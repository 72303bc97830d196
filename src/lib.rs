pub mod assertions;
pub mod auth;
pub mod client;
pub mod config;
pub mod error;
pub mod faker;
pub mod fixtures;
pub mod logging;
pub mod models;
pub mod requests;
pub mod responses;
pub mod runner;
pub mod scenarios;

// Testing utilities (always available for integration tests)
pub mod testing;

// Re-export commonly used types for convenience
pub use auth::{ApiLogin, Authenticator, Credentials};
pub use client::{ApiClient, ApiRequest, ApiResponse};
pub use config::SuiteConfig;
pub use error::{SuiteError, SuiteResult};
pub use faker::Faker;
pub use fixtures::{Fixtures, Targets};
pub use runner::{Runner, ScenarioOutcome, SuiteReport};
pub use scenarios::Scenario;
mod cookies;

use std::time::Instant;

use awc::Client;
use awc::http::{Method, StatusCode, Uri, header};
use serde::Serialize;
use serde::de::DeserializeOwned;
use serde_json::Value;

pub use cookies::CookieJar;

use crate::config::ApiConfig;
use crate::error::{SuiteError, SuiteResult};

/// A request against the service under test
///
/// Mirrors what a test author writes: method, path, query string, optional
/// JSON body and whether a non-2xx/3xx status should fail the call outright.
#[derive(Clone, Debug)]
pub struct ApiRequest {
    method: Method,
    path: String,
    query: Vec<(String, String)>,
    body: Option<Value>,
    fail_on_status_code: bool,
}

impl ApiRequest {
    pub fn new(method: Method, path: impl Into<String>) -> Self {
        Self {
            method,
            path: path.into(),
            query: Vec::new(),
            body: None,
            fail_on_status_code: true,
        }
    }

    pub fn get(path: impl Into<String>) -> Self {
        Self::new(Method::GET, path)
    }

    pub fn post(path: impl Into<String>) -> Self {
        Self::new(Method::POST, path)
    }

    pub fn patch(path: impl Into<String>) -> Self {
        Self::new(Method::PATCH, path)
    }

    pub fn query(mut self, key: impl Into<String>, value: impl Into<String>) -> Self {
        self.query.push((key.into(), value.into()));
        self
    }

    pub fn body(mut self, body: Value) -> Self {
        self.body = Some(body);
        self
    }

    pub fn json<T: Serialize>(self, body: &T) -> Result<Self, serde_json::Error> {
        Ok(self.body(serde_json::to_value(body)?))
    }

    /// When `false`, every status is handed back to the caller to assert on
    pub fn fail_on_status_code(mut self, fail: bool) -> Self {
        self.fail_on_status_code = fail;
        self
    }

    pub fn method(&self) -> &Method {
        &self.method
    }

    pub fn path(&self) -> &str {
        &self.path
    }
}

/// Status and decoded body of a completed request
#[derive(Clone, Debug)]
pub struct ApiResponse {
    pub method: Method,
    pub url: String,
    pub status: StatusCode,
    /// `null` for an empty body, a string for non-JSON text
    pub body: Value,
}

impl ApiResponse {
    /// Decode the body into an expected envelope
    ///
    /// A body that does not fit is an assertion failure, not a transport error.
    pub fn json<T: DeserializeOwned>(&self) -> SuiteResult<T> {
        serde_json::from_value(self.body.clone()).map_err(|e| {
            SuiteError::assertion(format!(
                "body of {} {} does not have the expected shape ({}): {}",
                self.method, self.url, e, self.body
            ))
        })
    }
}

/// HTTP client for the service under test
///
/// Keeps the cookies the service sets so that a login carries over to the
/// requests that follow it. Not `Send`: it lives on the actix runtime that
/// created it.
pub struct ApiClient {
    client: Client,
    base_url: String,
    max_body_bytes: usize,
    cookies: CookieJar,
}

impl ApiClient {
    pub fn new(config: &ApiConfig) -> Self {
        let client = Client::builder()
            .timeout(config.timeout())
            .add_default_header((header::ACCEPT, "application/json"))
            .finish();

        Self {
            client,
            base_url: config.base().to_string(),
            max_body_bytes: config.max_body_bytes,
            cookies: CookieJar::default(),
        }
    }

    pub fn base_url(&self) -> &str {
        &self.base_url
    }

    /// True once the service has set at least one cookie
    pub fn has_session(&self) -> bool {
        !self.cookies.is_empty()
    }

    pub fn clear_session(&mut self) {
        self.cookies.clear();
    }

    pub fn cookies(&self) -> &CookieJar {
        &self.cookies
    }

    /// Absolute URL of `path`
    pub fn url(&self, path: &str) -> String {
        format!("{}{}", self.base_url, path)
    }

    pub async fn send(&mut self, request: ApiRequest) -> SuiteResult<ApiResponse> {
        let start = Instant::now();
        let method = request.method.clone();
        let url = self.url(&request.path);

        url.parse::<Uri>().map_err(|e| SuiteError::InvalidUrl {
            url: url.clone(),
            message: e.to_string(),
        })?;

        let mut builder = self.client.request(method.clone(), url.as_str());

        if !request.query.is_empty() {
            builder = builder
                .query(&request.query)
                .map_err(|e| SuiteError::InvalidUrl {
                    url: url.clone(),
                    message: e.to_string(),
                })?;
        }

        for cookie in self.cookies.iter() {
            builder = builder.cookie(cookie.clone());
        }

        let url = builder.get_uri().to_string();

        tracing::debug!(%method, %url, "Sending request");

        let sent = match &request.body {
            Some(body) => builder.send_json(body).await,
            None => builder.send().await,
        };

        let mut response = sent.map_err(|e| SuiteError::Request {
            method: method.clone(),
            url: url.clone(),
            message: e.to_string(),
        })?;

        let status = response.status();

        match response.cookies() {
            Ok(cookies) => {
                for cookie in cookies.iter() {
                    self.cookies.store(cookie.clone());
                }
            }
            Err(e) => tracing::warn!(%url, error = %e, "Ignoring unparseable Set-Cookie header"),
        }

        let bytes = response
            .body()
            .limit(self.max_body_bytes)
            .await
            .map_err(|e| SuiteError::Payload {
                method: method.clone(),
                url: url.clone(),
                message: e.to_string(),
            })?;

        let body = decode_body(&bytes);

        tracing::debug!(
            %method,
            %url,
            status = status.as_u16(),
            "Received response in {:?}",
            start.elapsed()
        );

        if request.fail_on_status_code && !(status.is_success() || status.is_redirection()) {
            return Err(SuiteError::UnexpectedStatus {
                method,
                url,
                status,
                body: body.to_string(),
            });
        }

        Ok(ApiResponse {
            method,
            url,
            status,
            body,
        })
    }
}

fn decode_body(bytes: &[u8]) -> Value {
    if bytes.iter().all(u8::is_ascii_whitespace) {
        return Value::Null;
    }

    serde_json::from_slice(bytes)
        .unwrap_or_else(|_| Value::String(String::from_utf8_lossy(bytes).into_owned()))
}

——

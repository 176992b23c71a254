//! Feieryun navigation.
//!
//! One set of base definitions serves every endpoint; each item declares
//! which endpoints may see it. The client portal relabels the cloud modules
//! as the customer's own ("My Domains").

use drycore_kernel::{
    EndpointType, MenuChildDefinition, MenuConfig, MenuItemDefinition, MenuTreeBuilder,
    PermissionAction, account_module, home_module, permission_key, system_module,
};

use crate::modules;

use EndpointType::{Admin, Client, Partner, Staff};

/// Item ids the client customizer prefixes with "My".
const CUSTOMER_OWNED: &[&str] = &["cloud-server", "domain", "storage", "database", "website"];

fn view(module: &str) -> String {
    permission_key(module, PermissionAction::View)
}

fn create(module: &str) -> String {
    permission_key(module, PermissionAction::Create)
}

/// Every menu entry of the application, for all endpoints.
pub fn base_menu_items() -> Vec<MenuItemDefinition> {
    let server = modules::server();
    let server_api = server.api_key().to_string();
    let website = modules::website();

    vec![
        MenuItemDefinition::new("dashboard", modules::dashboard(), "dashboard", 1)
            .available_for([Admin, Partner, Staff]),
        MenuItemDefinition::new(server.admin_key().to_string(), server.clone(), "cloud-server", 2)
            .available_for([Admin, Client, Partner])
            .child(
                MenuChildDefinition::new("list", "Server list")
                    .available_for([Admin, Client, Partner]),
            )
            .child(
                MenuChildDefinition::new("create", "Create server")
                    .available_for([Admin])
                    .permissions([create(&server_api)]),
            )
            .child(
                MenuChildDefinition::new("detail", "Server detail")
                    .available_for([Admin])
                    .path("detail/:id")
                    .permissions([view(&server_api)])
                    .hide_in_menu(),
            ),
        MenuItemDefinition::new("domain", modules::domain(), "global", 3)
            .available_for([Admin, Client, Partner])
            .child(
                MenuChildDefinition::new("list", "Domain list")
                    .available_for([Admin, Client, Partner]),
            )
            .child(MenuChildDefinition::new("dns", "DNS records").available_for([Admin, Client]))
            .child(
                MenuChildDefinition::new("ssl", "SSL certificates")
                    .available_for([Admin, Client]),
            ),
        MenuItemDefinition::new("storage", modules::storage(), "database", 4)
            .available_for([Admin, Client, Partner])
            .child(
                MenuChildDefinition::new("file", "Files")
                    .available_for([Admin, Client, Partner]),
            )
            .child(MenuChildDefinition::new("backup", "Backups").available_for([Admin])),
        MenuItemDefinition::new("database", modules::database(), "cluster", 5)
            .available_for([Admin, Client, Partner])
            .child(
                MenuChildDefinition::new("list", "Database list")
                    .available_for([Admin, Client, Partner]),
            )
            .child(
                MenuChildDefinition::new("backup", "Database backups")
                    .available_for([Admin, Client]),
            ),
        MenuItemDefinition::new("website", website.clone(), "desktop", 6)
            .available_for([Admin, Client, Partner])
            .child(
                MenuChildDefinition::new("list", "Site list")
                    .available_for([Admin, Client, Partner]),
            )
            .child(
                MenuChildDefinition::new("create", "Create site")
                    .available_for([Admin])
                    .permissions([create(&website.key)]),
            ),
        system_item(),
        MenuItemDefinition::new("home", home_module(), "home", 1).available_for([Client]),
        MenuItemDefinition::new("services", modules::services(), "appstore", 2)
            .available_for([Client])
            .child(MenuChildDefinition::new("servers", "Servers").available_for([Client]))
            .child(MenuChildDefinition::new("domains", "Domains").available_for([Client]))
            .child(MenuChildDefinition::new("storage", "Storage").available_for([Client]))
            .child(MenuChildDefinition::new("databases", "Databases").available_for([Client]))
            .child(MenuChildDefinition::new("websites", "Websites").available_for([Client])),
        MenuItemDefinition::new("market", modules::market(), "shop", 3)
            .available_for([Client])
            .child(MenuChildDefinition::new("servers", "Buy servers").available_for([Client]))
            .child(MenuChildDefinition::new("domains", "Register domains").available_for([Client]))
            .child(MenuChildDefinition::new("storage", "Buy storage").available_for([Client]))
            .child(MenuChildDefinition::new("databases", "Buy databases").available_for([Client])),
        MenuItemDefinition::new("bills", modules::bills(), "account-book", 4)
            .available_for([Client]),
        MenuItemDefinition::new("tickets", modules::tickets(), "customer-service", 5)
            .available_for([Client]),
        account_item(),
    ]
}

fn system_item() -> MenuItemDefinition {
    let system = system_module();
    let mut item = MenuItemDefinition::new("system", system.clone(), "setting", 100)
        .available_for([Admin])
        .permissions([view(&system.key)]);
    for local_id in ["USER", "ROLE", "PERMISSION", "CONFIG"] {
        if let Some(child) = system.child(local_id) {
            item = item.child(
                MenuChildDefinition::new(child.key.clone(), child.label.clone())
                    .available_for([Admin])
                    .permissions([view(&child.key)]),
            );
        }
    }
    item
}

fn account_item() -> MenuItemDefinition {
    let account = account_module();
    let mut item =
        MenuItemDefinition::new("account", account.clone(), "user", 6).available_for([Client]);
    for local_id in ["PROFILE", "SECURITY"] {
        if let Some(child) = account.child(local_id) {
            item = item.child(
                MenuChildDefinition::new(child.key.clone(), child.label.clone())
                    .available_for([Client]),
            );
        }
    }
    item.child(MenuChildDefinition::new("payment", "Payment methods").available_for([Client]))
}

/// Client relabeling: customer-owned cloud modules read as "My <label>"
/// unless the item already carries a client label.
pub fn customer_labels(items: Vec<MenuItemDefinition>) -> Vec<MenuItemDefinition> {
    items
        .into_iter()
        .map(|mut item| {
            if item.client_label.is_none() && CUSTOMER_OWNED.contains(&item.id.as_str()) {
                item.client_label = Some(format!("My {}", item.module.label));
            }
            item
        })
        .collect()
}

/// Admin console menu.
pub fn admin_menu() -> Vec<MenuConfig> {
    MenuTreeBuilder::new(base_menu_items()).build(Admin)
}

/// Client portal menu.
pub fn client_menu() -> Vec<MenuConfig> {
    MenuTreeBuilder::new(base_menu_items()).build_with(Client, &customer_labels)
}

——

» **TASK**:
Report how many lines in the material contain "await". Write the number and stop.

» **OUTPUT**:
3